▶ _Task brief_: A single figure is required: the number of lines below in which the word "PartialEq" occurs.

▶ _Stored data_:
------------

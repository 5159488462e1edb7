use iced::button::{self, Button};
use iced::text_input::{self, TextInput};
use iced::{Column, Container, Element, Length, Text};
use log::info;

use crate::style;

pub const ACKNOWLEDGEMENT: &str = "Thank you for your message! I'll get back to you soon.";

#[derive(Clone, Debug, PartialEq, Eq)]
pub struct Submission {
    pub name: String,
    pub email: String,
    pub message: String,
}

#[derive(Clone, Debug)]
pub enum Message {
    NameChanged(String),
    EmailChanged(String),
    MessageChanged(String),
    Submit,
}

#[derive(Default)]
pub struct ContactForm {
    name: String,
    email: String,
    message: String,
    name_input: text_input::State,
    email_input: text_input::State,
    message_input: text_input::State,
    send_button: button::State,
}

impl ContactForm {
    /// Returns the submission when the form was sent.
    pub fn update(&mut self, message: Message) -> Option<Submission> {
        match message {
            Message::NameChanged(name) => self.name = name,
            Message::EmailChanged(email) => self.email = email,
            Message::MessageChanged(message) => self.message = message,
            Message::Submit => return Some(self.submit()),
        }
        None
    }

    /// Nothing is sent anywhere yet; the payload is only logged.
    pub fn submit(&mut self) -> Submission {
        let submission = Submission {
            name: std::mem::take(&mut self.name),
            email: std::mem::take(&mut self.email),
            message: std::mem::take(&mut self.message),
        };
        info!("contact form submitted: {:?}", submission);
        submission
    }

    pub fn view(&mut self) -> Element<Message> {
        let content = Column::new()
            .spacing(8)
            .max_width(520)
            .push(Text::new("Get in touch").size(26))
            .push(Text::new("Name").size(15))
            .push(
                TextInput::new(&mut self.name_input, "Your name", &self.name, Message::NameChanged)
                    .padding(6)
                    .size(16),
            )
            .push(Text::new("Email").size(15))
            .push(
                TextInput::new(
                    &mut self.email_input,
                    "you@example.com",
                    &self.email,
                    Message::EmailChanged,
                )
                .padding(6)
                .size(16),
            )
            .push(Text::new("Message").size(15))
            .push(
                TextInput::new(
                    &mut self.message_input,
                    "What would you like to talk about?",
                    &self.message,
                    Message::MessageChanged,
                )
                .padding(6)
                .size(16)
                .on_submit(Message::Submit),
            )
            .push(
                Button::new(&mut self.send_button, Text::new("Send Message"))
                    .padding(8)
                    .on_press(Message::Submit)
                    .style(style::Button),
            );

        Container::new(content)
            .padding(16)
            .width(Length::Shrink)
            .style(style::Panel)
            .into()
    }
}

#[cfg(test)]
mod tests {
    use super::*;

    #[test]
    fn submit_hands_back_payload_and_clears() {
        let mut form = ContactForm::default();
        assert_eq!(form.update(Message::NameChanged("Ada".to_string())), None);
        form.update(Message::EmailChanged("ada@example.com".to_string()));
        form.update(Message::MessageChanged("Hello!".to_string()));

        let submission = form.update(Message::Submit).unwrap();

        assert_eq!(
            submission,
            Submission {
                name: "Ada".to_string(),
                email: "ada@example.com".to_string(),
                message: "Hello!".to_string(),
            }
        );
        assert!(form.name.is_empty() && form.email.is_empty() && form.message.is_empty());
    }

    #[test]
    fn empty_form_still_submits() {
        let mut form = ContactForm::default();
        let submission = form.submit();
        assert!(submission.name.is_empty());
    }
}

------------

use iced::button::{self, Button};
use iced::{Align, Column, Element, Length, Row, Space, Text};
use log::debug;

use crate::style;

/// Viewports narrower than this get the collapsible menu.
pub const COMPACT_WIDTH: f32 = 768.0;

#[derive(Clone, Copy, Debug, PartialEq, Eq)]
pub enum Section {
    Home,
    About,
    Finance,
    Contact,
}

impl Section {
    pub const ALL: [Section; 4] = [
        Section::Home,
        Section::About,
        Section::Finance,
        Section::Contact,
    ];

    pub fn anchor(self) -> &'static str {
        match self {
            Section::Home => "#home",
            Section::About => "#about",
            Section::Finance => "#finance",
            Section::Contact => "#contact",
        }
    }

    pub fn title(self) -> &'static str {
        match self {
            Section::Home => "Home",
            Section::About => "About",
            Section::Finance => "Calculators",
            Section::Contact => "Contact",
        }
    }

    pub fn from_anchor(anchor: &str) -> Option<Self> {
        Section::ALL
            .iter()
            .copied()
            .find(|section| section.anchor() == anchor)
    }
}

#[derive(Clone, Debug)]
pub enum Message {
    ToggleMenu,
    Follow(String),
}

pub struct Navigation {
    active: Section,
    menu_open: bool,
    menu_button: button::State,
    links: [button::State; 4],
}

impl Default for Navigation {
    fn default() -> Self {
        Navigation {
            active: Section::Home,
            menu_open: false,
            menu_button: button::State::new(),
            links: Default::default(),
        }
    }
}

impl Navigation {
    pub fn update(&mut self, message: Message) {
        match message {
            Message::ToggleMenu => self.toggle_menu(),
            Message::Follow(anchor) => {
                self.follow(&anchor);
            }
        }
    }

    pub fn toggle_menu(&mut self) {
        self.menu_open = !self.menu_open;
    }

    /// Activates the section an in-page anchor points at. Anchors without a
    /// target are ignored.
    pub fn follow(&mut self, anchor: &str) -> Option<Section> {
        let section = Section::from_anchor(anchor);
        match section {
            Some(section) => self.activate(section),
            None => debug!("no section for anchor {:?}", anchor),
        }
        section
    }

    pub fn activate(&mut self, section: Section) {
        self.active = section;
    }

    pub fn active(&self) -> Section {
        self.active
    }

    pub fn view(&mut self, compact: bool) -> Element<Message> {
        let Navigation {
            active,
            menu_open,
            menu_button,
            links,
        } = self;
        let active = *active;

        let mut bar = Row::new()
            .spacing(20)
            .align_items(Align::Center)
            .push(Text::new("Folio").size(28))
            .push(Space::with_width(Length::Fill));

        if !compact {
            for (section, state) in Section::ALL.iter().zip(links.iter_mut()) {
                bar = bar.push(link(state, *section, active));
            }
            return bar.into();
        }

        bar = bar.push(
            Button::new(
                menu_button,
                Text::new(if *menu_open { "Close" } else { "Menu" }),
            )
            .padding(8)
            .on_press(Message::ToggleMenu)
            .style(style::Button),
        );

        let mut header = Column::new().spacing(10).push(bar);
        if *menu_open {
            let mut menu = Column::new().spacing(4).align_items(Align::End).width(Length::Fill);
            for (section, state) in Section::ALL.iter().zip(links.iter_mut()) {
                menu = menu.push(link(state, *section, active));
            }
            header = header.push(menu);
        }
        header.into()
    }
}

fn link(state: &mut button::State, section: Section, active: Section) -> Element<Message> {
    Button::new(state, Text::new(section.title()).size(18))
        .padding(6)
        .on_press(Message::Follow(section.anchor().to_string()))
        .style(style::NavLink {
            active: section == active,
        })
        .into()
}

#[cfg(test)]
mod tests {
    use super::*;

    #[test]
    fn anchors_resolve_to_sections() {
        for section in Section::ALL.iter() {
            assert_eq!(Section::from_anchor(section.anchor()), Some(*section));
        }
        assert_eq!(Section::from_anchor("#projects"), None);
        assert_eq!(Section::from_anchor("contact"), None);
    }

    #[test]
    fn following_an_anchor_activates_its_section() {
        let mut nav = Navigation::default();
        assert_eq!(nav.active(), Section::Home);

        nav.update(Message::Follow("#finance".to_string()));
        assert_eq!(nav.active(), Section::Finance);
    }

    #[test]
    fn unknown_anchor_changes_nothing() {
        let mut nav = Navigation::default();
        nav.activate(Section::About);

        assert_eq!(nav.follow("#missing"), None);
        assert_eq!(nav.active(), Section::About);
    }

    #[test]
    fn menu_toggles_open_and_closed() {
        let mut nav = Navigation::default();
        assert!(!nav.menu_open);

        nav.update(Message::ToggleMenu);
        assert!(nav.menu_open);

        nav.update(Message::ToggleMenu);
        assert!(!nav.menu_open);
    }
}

------------

▶ _Answer space_: 2